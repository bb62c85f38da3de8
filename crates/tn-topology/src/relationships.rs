//! Which instance talks to which.
//!
//! Defaults:
//!
//! | dependent    | provider     | rule        |
//! |--------------|--------------|-------------|
//! | transcoder   | orchestrator | round robin |
//! | broadcaster  | orchestrator | all         |
//! | streamer     | broadcaster  | round robin |
//! | orchestrator | none         |             |
//!
//! Under the defaults, providers are every instance of the provider role and
//! the dependent's role-wide index drives the pairing. A group's
//! `connect_to` narrows providers to one group and pairs by the dependent's
//! position inside its own group.

use std::collections::BTreeMap;

use serde::{Deserialize, Serialize};

use crate::config::{ExperimentConfig, PairingRule, Role};
use crate::node::ServiceNode;

#[derive(Debug, Clone, Copy, PartialEq, Eq, Serialize, Deserialize)]
#[serde(rename_all = "snake_case")]
pub enum RelationshipKind {
    /// Transcoder attached to an orchestrator.
    BondedTo,
    /// Broadcaster's orchestrator pool.
    Orchestrators,
    /// Streamer pushing into a broadcaster.
    Ingest,
    /// Any pairing declared for a role without a default rule.
    Peers,
}

impl RelationshipKind {
    fn for_dependent(role: Role) -> Self {
        match role {
            Role::Transcoder => Self::BondedTo,
            Role::Broadcaster => Self::Orchestrators,
            Role::Streamer => Self::Ingest,
            Role::Orchestrator => Self::Peers,
        }
    }
}

#[derive(Debug, Clone, PartialEq, Eq, Serialize, Deserialize)]
pub struct Relationship {
    pub kind: RelationshipKind,
    pub targets: Vec<String>,
}

/// Provider role and rule used when a group declares nothing.
pub fn default_rule(role: Role) -> Option<(Role, PairingRule)> {
    match role {
        Role::Transcoder => Some((Role::Orchestrator, PairingRule::RoundRobin)),
        Role::Broadcaster => Some((Role::Orchestrator, PairingRule::All)),
        Role::Streamer => Some((Role::Broadcaster, PairingRule::RoundRobin)),
        Role::Orchestrator => None,
    }
}

/// Provider positions for the dependent at `position`.
pub fn pair(rule: &PairingRule, position: usize, providers: usize) -> Vec<usize> {
    if providers == 0 {
        return Vec::new();
    }
    match rule {
        PairingRule::RoundRobin => vec![position % providers],
        PairingRule::All => (0..providers).collect(),
        PairingRule::Explicit(indices) if !indices.is_empty() => {
            let i = indices[position % indices.len()];
            if i < providers { vec![i] } else { Vec::new() }
        }
        PairingRule::Explicit(_) => Vec::new(),
    }
}

/// `dependent alias → providers`. A pure function of the config and the
/// generated instances.
#[derive(Debug, Clone, Default, PartialEq, Eq, Serialize, Deserialize)]
pub struct RelationshipMap {
    entries: BTreeMap<String, Relationship>,
}

impl RelationshipMap {
    pub fn build(config: &ExperimentConfig, nodes: &[ServiceNode]) -> Self {
        let mut entries = BTreeMap::new();

        for node in nodes {
            let declared = config
                .group(&node.id.group)
                .and_then(|g| g.connect_to.as_ref());

            let (providers, rule, position): (Vec<&ServiceNode>, PairingRule, usize) =
                match declared {
                    Some(connect) => (
                        nodes.iter().filter(|n| n.id.group == connect.group).collect(),
                        connect.rule.clone(),
                        node.group_index,
                    ),
                    None => match default_rule(node.role()) {
                        Some((provider_role, rule)) => (
                            nodes.iter().filter(|n| n.role() == provider_role).collect(),
                            rule,
                            node.id.index,
                        ),
                        None => continue,
                    },
                };

            let targets: Vec<String> = pair(&rule, position, providers.len())
                .into_iter()
                .map(|i| providers[i].alias().to_string())
                .collect();

            if targets.is_empty() {
                continue;
            }

            entries.insert(
                node.alias().to_string(),
                Relationship {
                    kind: RelationshipKind::for_dependent(node.role()),
                    targets,
                },
            );
        }

        Self { entries }
    }

    pub fn get(&self, alias: &str) -> Option<&Relationship> {
        self.entries.get(alias)
    }

    pub fn targets(&self, alias: &str) -> &[String] {
        self.entries
            .get(alias)
            .map(|r| r.targets.as_slice())
            .unwrap_or_default()
    }

    /// Aliases that list `provider` as a target.
    pub fn dependents_of(&self, provider: &str) -> Vec<&str> {
        self.entries
            .iter()
            .filter(|(_, r)| r.targets.iter().any(|t| t == provider))
            .map(|(alias, _)| alias.as_str())
            .collect()
    }

    pub fn iter(&self) -> impl Iterator<Item = (&str, &Relationship)> {
        self.entries.iter().map(|(k, v)| (k.as_str(), v))
    }

    pub fn len(&self) -> usize {
        self.entries.len()
    }

    pub fn is_empty(&self) -> bool {
        self.entries.is_empty()
    }
}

◆ Directions
Begin at the first line of the entries above and copy every line exactly, ending with the line that contains "orchestrator | round robin |".

◆ Solution
repository bb62c85f38da3de8
filename crates/tn-topology/src/relationships.rs
//! Which instance talks to which.
//!
//! Defaults:
//!
//! | dependent    | provider     | rule        |
//! |--------------|--------------|-------------|
//! | transcoder   | orchestrator | round robin |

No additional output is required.